Медсестра уже убежала выполнять распоряжения, а врач внимательно следил за состоянием пациентки.
— Сейчас мы дадим вам антигистаминный препарат. Полегчает.
Пока ей ставили укол, Михаил Владимирович вывел расстроенную Сашу из палаты. Медсестра помогла девушке лечь удобнее, поправила одеяло. Ангелина в это время рассматривала свою руку. Заметила на пальце маленькую ранку.
— Что это?
— Брали анализ крови.
Оборотница едва дождалась, пока медсестра выйдет, и нервно позвала:
— Дядя Миша!
Мужчина торопливо вошёл в палату и встревожено посмотрел на девушку:
— Что? Плохо?
— Дядя Миша, никаких анализов! Умоляю! — кошка схватила его за руку.
Серганов уложил вскочившую девушку обратно в кровать.
— Ну-ка ляг на место!
Он видел, как зрачок затопляет карюю радужку. Ангелина была в чистой панике!
— Нельзя, дядя Миша!
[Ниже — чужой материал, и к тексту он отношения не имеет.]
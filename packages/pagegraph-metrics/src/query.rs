//! Deterministic graph queries used by metric variants.

use std::collections::HashSet;

use crate::graph::{DependencyGraph, NetworkRequest, Node, ResourceType};

/// Collect the distinct URLs of script requests in `graph`.
///
/// CPU tasks never contribute; a URL fetched by several nodes is counted
/// once, so the result does not depend on traversal order. When `predicate`
/// is supplied, only script requests it accepts are included.
///
/// Always returns a fresh set; an empty graph or no matching nodes yields an
/// empty set.
pub fn collect_script_urls(
    graph: &DependencyGraph,
    predicate: Option<&dyn Fn(&NetworkRequest) -> bool>,
) -> HashSet<String> {
    let mut script_urls = HashSet::new();

    for node in graph.nodes() {
        let request = match node {
            Node::Cpu(_) => continue,
            Node::Network(request) => request,
        };
        if request.resource_type != ResourceType::Script {
            continue;
        }
        if let Some(predicate) = predicate {
            if !predicate(request) {
                continue;
            }
        }
        script_urls.insert(request.url.clone());
    }

    script_urls
}

#[cfg(test)]
mod tests {
    use super::*;
    use crate::graph::{CpuTask, NodeId};

    fn graph_with(nodes: Vec<Node>) -> DependencyGraph {
        let mut graph = DependencyGraph::new();
        for node in nodes {
            graph.add_node(node).unwrap();
        }
        graph
    }

    fn script(id: u64, url: &str) -> Node {
        Node::Network(NetworkRequest {
            id: NodeId(id),
            url: url.to_string(),
            resource_type: ResourceType::Script,
            transfer_ms: 10.0,
        })
    }

    #[test]
    fn test_empty_graph_yields_empty_set() {
        let graph = DependencyGraph::new();
        assert!(graph.is_empty());
        assert!(collect_script_urls(&graph, None).is_empty());
    }

    #[test]
    fn test_cpu_nodes_are_always_excluded() {
        let graph = graph_with(vec![
            Node::Cpu(CpuTask {
                id: NodeId(1),
                duration_ms: 5.0,
            }),
            Node::Cpu(CpuTask {
                id: NodeId(2),
                duration_ms: 8.0,
            }),
        ]);

        assert!(collect_script_urls(&graph, None).is_empty());
        assert!(collect_script_urls(&graph, Some(&|_| true)).is_empty());
    }

    #[test]
    fn test_non_script_resources_are_excluded() {
        let graph = graph_with(vec![
            Node::Network(NetworkRequest {
                id: NodeId(1),
                url: "https://example.com/style.css".to_string(),
                resource_type: ResourceType::Stylesheet,
                transfer_ms: 10.0,
            }),
            script(2, "https://example.com/app.js"),
        ]);

        let urls = collect_script_urls(&graph, None);
        assert_eq!(urls.len(), 1);
        assert!(urls.contains("https://example.com/app.js"));
    }

    #[test]
    fn test_duplicate_urls_are_counted_once() {
        let graph = graph_with(vec![
            script(1, "https://example.com/app.js"),
            script(2, "https://example.com/app.js"),
            script(3, "https://example.com/vendor.js"),
        ]);

        let urls = collect_script_urls(&graph, None);
        assert_eq!(urls.len(), 2);
    }

    #[test]
    fn test_rejecting_predicate_yields_empty_set() {
        let graph = graph_with(vec![script(1, "https://example.com/app.js")]);
        let urls = collect_script_urls(&graph, Some(&|_| false));
        assert!(urls.is_empty());
    }

    #[test]
    fn test_predicate_filters_by_request_attributes() {
        let graph = graph_with(vec![
            script(1, "https://cdn.example.com/lib.js"),
            script(2, "https://example.com/app.js"),
        ]);

        let urls = collect_script_urls(
            &graph,
            Some(&|request: &NetworkRequest| request.url.contains("cdn.")),
        );
        assert_eq!(urls.len(), 1);
        assert!(urls.contains("https://cdn.example.com/lib.js"));
    }
}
Пожалуйста! Умоляю вас! Умоляю!!! Нельзя, чтобы смотрели мою кровь!
Её трясло от ненормального животного страха. Сиплый голос смешивался с судорожными всхлипами. Михаил Владимирович прищурился.
— Денис!
Лебедев заглянул в палату в ту же секунду. Понятное дело: стоял под дверями. Но теперь это неважно!
— Ты всё слышал? — Серганов выразительно глянул на своего безопасника.
— Само собой!
Мужчина впился пронизывающим взглядом в белую, как больничная простыня, девушку.
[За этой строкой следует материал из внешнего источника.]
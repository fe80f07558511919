//! Metric estimation pipeline.
//!
//! Fetches the three upstream artifacts, asks the variant for its two
//! bounding-case graphs, simulates both under the same network conditions,
//! and blends the scenario estimates through the variant's linear model.
//! Holds no state across invocations; every call is independent.

use tracing::debug;

use crate::error::Result;
use crate::graph::DependencyGraph;
use crate::providers::{ArtifactProvider, LoadData};
use crate::simulation::{MetricEstimate, ScenarioTag, SimulationOptions, Simulator};
use crate::variant::MetricVariant;

/// Final artifact of one estimation. Constructed once per invocation.
#[derive(Debug, Clone)]
pub struct MetricComputationResult {
    /// Blended metric value in milliseconds.
    pub timing: f64,
    pub optimistic_estimate: MetricEstimate,
    pub pessimistic_estimate: MetricEstimate,
    pub optimistic_graph: DependencyGraph,
    pub pessimistic_graph: DependencyGraph,
}

/// Estimate `variant` for the page load identified by `load_data`.
///
/// The three artifact fetches are issued concurrently; all must succeed
/// before graph construction starts. Any fetch, build, or simulation failure
/// fails the whole computation with that error; there are no partial results
/// and no retries at this layer.
pub async fn compute_metric(
    variant: &dyn MetricVariant,
    load_data: &LoadData,
    provider: &dyn ArtifactProvider,
    simulator: &dyn Simulator,
    extras: Option<&serde_json::Map<String, serde_json::Value>>,
) -> Result<MetricComputationResult> {
    let (graph, trace_summary, network_analysis) = tokio::try_join!(
        provider.request_dependency_graph(load_data),
        provider.request_trace_summary(&load_data.trace),
        provider.request_network_analysis(&load_data.network_log),
    )?;

    debug!(
        "Fetched artifacts for metric {}: {} nodes, {} edges",
        variant.name(),
        graph.node_count(),
        graph.edge_count()
    );

    let options = SimulationOptions::from(&network_analysis);

    let optimistic_graph = variant.build_optimistic_graph(&graph, &trace_summary)?;
    let pessimistic_graph = variant.build_pessimistic_graph(&graph, &trace_summary)?;

    // The two runs share only immutable input; order is irrelevant.
    let optimistic_simulation = simulator.simulate(&optimistic_graph, &options)?;
    let pessimistic_simulation = simulator.simulate(&pessimistic_graph, &options)?;

    let optimistic_estimate = variant.extract_estimate(
        optimistic_simulation,
        ScenarioTag::with_extras(true, extras),
    );
    let pessimistic_estimate = variant.extract_estimate(
        pessimistic_simulation,
        ScenarioTag::with_extras(false, extras),
    );

    let timing = variant.coefficients().blend(
        optimistic_estimate.time_in_ms,
        pessimistic_estimate.time_in_ms,
    );

    debug!(
        "Metric {}: optimistic {:.1}ms, pessimistic {:.1}ms, blended {:.1}ms",
        variant.name(),
        optimistic_estimate.time_in_ms,
        pessimistic_estimate.time_in_ms,
        timing
    );

    Ok(MetricComputationResult {
        timing,
        optimistic_estimate,
        pessimistic_estimate,
        optimistic_graph,
        pessimistic_graph,
    })
}
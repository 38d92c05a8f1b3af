use crate::config::{PostgresConfig, TableConfig};
use crate::config_store::{
    ConfigStore, DataStoreError, DEFINITION_COLUMNS, DIMENSION_COLUMNS, MEASURE_COLUMNS,
};
use crate::value::Record;
use async_trait::async_trait;
use log::{debug, error};
use tokio_postgres::{Client, NoTls, Row};

pub struct PostgresConfigStore {
    client: Client,
    tables: TableConfig,
}

impl PostgresConfigStore {
    pub async fn new(config: PostgresConfig, tables: TableConfig) -> Result<Self, DataStoreError> {
        let (client, connection) = tokio_postgres::connect(&config.connection_string(), NoTls)
            .await
            .map_err(|e| DataStoreError::ConnectionError(e.to_string()))?;

        // Spawn a task to manage the connection
        tokio::spawn(async move {
            if let Err(e) = connection.await {
                error!("Connection error: {}", e);
            }
        });

        Ok(PostgresConfigStore { client, tables })
    }

    async fn select(
        &self,
        table: &str,
        columns: &[&str],
        order_by: Option<&str>,
        view_name: &str,
    ) -> Result<Vec<Record>, DataStoreError> {
        let sql = select_sql(table, columns, order_by);
        debug!("Executing: {} [$1 = {:?}]", sql, view_name);

        let rows = self
            .client
            .query(sql.as_str(), &[&view_name])
            .await
            .map_err(|e| DataStoreError::QueryError(e.to_string()))?;
        debug!("{} returned {} row(s)", table, rows.len());

        rows.iter().map(|row| row_to_record(row, columns)).collect()
    }
}

#[async_trait]
impl ConfigStore for PostgresConfigStore {
    async fn fetch_definition(&self, view_name: &str) -> Result<Vec<Record>, DataStoreError> {
        self.select(&self.tables.definition_table, &DEFINITION_COLUMNS, None, view_name)
            .await
    }

    async fn fetch_dimensions(&self, view_name: &str) -> Result<Vec<Record>, DataStoreError> {
        self.select(
            &self.tables.dimension_table,
            &DIMENSION_COLUMNS,
            Some("dimension"),
            view_name,
        )
        .await
    }

    async fn fetch_measures(&self, view_name: &str) -> Result<Vec<Record>, DataStoreError> {
        self.select(
            &self.tables.measure_table,
            &MEASURE_COLUMNS,
            Some("measure"),
            view_name,
        )
        .await
    }
}

fn row_to_record(row: &Row, columns: &[&str]) -> Result<Record, DataStoreError> {
    let mut record = Record::new();
    for (idx, column) in columns.iter().enumerate() {
        let value: Option<String> = row
            .try_get(idx)
            .map_err(|e| DataStoreError::ColumnNotFound(format!("{}: {}", column, e)))?;
        record.insert(*column, value);
    }
    Ok(record)
}

/// Quote a possibly schema-qualified table name, e.g. `cfg.views` -> `"cfg"."views"`
fn quote_table_name(name: &str) -> String {
    name.split('.')
        .map(|part| format!("\"{}\"", part.replace('"', "\"\"")))
        .collect::<Vec<_>>()
        .join(".")
}

fn select_sql(table: &str, columns: &[&str], order_by: Option<&str>) -> String {
    let mut sql = format!(
        "SELECT {} FROM {} WHERE analytical_view_name = $1",
        columns.join(", "),
        quote_table_name(table)
    );
    if let Some(column) = order_by {
        sql.push_str(" ORDER BY ");
        sql.push_str(column);
    }
    sql
}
— Проследи, — велел Михаил Владимирович и посмотрел на дрожащую Ангелину. — А с тобой мы поговорим!
Денис Лебедев подошёл к лаборатории, заглянул внутрь: женщина-врач стояла к нему спиной и увлечённо щёлкала по клавиатуре. Главный безопасник Серганова выразительно посмотрел на своего зама:
— Никого сюда не пускать.
— Понял, — кивнул Влад и замер возле двери, широко расставив ноги.
Лебедев хмыкнул: теперь если кто и попадёт в лабораторию, то только в виде тех самых анализов, которые здесь делали.
Мужчина вошёл внутрь и плотно закрыл за собой дверь. Вовремя! Лаборантка уже звонила кому-то.
— Олька, иди скорее сюда! Ты должна это увидеть!..
В этот момент телефон из её рук забрали.
— Эй! — возмутилась женщина, непонимающе глядя на высокого незнакомца. — Что вы себе позволяете? Сюда нельзя заходить посторонним!